With all eyes focused on combating terrorism, Bush administration and congressional policy initiatives in many areas, including healthcare, have been placed on back burners.
"Everything is changed," says Susan Pisano, spokesperson for the American Association of Health Plans.
To take but one example, Congress in September was expected to begin negotiations to resolve conflicting Senate and House versions of the patients' bill of rights. But now Capitol Hill watchers are not sure when Congress will take up the matter.
There were, however, a number of healthcare developments in late August and early September. The administration decided to give health plans greater leeway in Medicare+Choice, a federal court enjoined President Bush from rolling out his drug discount card plan, and HHS granted states more flexibility in providing coverage for certain Medicaid recipients.
Centers for Medicare and Medicaid Services (CMS) head Tom Scully said Aug. 29 that the government will give plans more leeway in choosing where they will offer coverage. CMS, formerly HCFA, also will ease a requirement that forces plans to cover all eligible seniors in a given county. Finally, plans will have the option to cover seniors in a particular city without having to cover everyone in the same market.
The easing of regulations is in response to a mass pullout from Medicare+Choice by many plans around the country. Scully said he expects several hundred thousand seniors will look for new coverage as their plans drop coverage in the next few months.
While laudable, such efforts don't address the key problems of Medicare+Choice, says Pisano.
"This is a program that is over-regulated and underfunded," Pisano says, noting that plans have been operating with payment increases limited to 2% a year while costs have been rising by 10% or more a year.
While Sens. Rick Santorum (R-Penn.) and Charles Schumer (D-N.Y.) introduced a bill to address the funding issue before the Sept. 11 attack, "the issues of timing and priority have changed," Pisano says.
Bush had sought a quick win with his prescription drug discount card plan for Medicare recipients, which he announced in the summer. On Sept. 6, however, U.S. District Court Judge Paul Friedman stymied Bush's plans by granting an injunction sought in a lawsuit filed by drugstores in July. The retail pharmacists feared that the discounts would come out of their pockets. The drugstores argued that Bush's plan was unlawful because federal officials didn't plan to compensate them for the discounts.
Under the plan, Medicare recipients could join a discount card plan offered by companies that work with Medicare and meet certain standards. Discount amounts would be up to the companies. About 30 companies have expressed interest in participating so far.
The White House said it was not pleased with the temporary halt and that it would review its legal options.

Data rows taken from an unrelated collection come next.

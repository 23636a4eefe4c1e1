use chrono::{DateTime, Utc};
use serde::{Deserialize, Serialize};
use sqlx::FromRow;
use std::str::FromStr;

use crate::error::AppError;

/// Fixed set of reactions a user can leave on a blog or comment.
#[derive(Debug, Clone, Copy, PartialEq, Eq, Serialize, Deserialize)]
#[serde(rename_all = "lowercase")]
pub enum ReactionKind {
    Like,
    Love,
    Angry,
    Laugh,
    Wow,
    Sad,
}

impl ReactionKind {
    pub const ALL: [ReactionKind; 6] = [
        Self::Like,
        Self::Love,
        Self::Angry,
        Self::Laugh,
        Self::Wow,
        Self::Sad,
    ];

    pub fn as_str(&self) -> &'static str {
        match self {
            Self::Like => "like",
            Self::Love => "love",
            Self::Angry => "angry",
            Self::Laugh => "laugh",
            Self::Wow => "wow",
            Self::Sad => "sad",
        }
    }
}

impl FromStr for ReactionKind {
    type Err = AppError;

    fn from_str(s: &str) -> Result<Self, Self::Err> {
        let wanted = s.trim().to_lowercase();
        Self::ALL
            .into_iter()
            .find(|kind| kind.as_str() == wanted)
            .ok_or_else(|| {
                AppError::Validation(format!(
                    "invalid reaction '{}', expected one of like, love, angry, laugh, wow, sad",
                    s
                ))
            })
    }
}

/// Which row a reaction points at. Exactly one per reaction.
#[derive(Debug, Clone, Copy, PartialEq, Eq)]
pub enum ReactionTarget {
    Blog(i64),
    Comment(i64),
}

impl ReactionTarget {
    pub fn from_ids(blog_id: Option<i64>, comment_id: Option<i64>) -> Result<Self, AppError> {
        match (blog_id, comment_id) {
            (Some(id), None) => Ok(Self::Blog(id)),
            (None, Some(id)) => Ok(Self::Comment(id)),
            _ => Err(AppError::Validation(
                "exactly one of blog_id or comment_id is required".to_string(),
            )),
        }
    }

    /// Table holding the target and its denormalised `reacts_count`.
    pub fn table(&self) -> &'static str {
        match self {
            Self::Blog(_) => "blogs",
            Self::Comment(_) => "comments",
        }
    }

    pub fn column(&self) -> &'static str {
        match self {
            Self::Blog(_) => "blog_id",
            Self::Comment(_) => "comment_id",
        }
    }

    pub fn id(&self) -> i64 {
        match self {
            Self::Blog(id) | Self::Comment(id) => *id,
        }
    }
}

#[derive(Debug, Clone, FromRow, Serialize)]
pub struct Reaction {
    pub id: i64,
    pub user_id: i64,
    pub blog_id: Option<i64>,
    pub comment_id: Option<i64>,
    pub kind: String,
    pub reacted_at: DateTime<Utc>,
}

impl Reaction {
    pub fn target(&self) -> Result<ReactionTarget, AppError> {
        ReactionTarget::from_ids(self.blog_id, self.comment_id)
            .map_err(|_| AppError::Internal(format!("reaction {} has no single target", self.id)))
    }
}

/// Per-kind counts; every kind is always present.
#[derive(Debug, Clone, Copy, Default, PartialEq, Eq, FromRow, Serialize)]
pub struct ReactionsSummary {
    #[sqlx(rename = "react_like")]
    pub like: i64,
    #[sqlx(rename = "react_love")]
    pub love: i64,
    #[sqlx(rename = "react_angry")]
    pub angry: i64,
    #[sqlx(rename = "react_laugh")]
    pub laugh: i64,
    #[sqlx(rename = "react_wow")]
    pub wow: i64,
    #[sqlx(rename = "react_sad")]
    pub sad: i64,
}

impl ReactionsSummary {
    /// Select-list fragment producing the summary columns for rows of `alias`.
    pub fn columns(target_column: &str, alias: &str) -> String {
        ReactionKind::ALL
            .iter()
            .map(|kind| {
                format!(
                    "(SELECT COUNT(*) FROM reactions r WHERE r.{col} = {alias}.id AND r.kind = '{kind}') AS react_{kind}",
                    col = target_column,
                    alias = alias,
                    kind = kind.as_str()
                )
            })
            .collect::<Vec<_>>()
            .join(", ")
    }

    pub fn total(&self) -> i64 {
        self.like + self.love + self.angry + self.laugh + self.wow + self.sad
    }
}
use axum::{
    extract::{Path, State},
    Json,
};
use std::sync::Arc;

use super::crud::ReactionCrud;
use super::model::{ReactionKind, ReactionTarget};
use super::schema::{ReactRequest, ReactionResponse, SummaryResponse};
use crate::error::AppResult;
use crate::modules::common::ApiResponse;
use crate::services::guard::AuthUser;
use crate::AppState;

// =============================================================================
// POST /reactions
// =============================================================================

pub async fn react(
    State(state): State<Arc<AppState>>,
    user: AuthUser,
    Json(req): Json<ReactRequest>,
) -> AppResult<Json<ApiResponse<ReactionResponse>>> {
    let kind: ReactionKind = req.kind.parse()?;
    let target = ReactionTarget::from_ids(req.blog_id, req.comment_id)?;

    let response = match ReactionCrud::new(state.db.clone())
        .upsert(user.user_id, target, kind)
        .await?
    {
        Some((reaction, created)) => {
            let message = if created { "reaction added" } else { "reaction updated" };
            ApiResponse::success(message, ReactionResponse { reaction, created })
        }
        None => ApiResponse::failure(format!("{} not found", target_name(target))),
    };
    Ok(Json(response))
}

// =============================================================================
// GET /reactions/blogs/{id} and /reactions/comments/{id}
// =============================================================================

pub async fn blog_summary(
    State(state): State<Arc<AppState>>,
    _user: AuthUser,
    Path(id): Path<i64>,
) -> AppResult<Json<ApiResponse<SummaryResponse>>> {
    summary(&state, ReactionTarget::Blog(id)).await
}

pub async fn comment_summary(
    State(state): State<Arc<AppState>>,
    _user: AuthUser,
    Path(id): Path<i64>,
) -> AppResult<Json<ApiResponse<SummaryResponse>>> {
    summary(&state, ReactionTarget::Comment(id)).await
}

async fn summary(
    state: &AppState,
    target: ReactionTarget,
) -> AppResult<Json<ApiResponse<SummaryResponse>>> {
    let response = match ReactionCrud::new(state.db.clone()).summary(target).await? {
        Some(reactions) => ApiResponse::success(
            "reactions retrieved",
            SummaryResponse {
                target_id: target.id(),
                total: reactions.total(),
                reactions,
            },
        ),
        None => ApiResponse::failure(format!("{} not found", target_name(target))),
    };
    Ok(Json(response))
}

// =============================================================================
// DELETE /reactions/{id}
// =============================================================================

pub async fn delete_reaction(
    State(state): State<Arc<AppState>>,
    user: AuthUser,
    Path(id): Path<i64>,
) -> AppResult<Json<ApiResponse<()>>> {
    let response = if ReactionCrud::new(state.db.clone()).delete(user.user_id, id).await? {
        ApiResponse::done("reaction removed")
    } else {
        ApiResponse::failure("reaction not found")
    };
    Ok(Json(response))
}

fn target_name(target: ReactionTarget) -> &'static str {
    match target {
        ReactionTarget::Blog(_) => "blog",
        ReactionTarget::Comment(_) => "comment",
    }
}
use chrono::{DateTime, Utc};
use serde::Serialize;
use sqlx::FromRow;

#[derive(Debug, Clone, FromRow, Serialize)]
pub struct Market {
    pub id: i64,
    pub developer_id: i64,
    pub section: i64,
    pub trade: String,
    pub traders: i64,
    pub sales_per_day: f64,
    pub taxes: String,
    #[serde(rename = "union")]
    pub trade_union: String,
    pub created_at: DateTime<Utc>,
    pub updated_at: DateTime<Utc>,
}
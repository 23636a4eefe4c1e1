use serde::{Deserialize, Serialize};

/// Transactional email handed to the mail provider
#[derive(Debug, Clone, PartialEq, Eq, Serialize, Deserialize)]
pub struct Email {
    pub to: String,
    pub subject: String,
    pub body: String,
}

impl Email {
    pub fn welcome(to: &str) -> Self {
        Self {
            to: to.to_string(),
            subject: "Registered successfully".to_string(),
            body: "Welcome aboard, we hope you enjoy your experience. Customer support is always \
                   available if you need anything. Thanks for being a partner."
                .to_string(),
        }
    }

    pub fn deadline_missed(to: &str, task_id: i64, description: &str) -> Self {
        Self {
            to: to.to_string(),
            subject: "Expired deadline".to_string(),
            body: format!(
                "Sorry, your scheduled task #{} ({}) has expired without accomplishment. \
                 Wishing you more strength next time.",
                task_id, description
            ),
        }
    }

    pub fn task_accomplished(to: &str, task_id: i64, description: &str) -> Self {
        Self {
            to: to.to_string(),
            subject: "Task accomplished!".to_string(),
            body: format!(
                "Congratulations! Your task #{} ({}) was accomplished before the deadline. \
                 Keep it up, cheers.",
                task_id, description
            ),
        }
    }
}

#[derive(Debug, thiserror::Error)]
pub enum MailError {
    #[error("mail transport failed: {0}")]
    Transport(#[from] reqwest::Error),

    #[error("mail provider rejected message with status {0}")]
    Rejected(u16),
}
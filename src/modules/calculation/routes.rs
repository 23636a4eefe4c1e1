use axum::{routing::get, Router};
use std::sync::Arc;

use super::controller;
use crate::AppState;

pub fn calculation_routes() -> Router<Arc<AppState>> {
    Router::new()
        .route(
            "/",
            get(controller::list_calculations)
                .post(controller::calculate)
                .delete(controller::delete_all_calculations),
        )
        .route("/search", get(controller::search_calculations))
        .route("/recent", get(controller::recent_calculations))
        .route(
            "/{id}",
            get(controller::get_calculation).delete(controller::delete_calculation),
        )
}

"The president is dedicated to getting senior citizens prescription drugs and prescription drug coverage at as low a price as possible and as fast as possible," spokesperson Ari Fleischer said Sept. 7.
Even so, seniors still need a prescription drug benefit to get adequate coverage, says Patricia Neuman, vice president of the Kaiser Family Foundation. Unfortunately, that will have to wait, she says.
"Everybody (in Washington) has lost their sea legs, and it will take a while for these issues to re-emerge on the national agenda," she says.
Seeking to fulfill campaign promises to give states more autonomy, the administration launched the Health Insurance Flexibility and Accountability initiative, which gives states the ability to change Medicaid benefits for optional beneficiaries.
States wishing to change benefits for optional beneficiaries need to get a waiver from HHS and would also be required to set goals for reducing its uninsured population. While HHS has granted states the right to change Medicaid benefits on a trial basis in the past, HHS will now expedite waivers under the initiative.
Designed to allow states to expand Medicaid eligibility, the plan does not call for additional funding by the federal government or states. Such frugality may make the plan more politically palatable, but lack of funding may also stymie its success, says Cindy Mann, a senior fellow at the Kaiser Commission on Medicaid, a not-for-profit, nonpartisan organization.
"If you cover more people with the same amount of money, you're going to have cutbacks in service," says Mann. The funding limits also will put pressure on providers to keep their rates down, she says.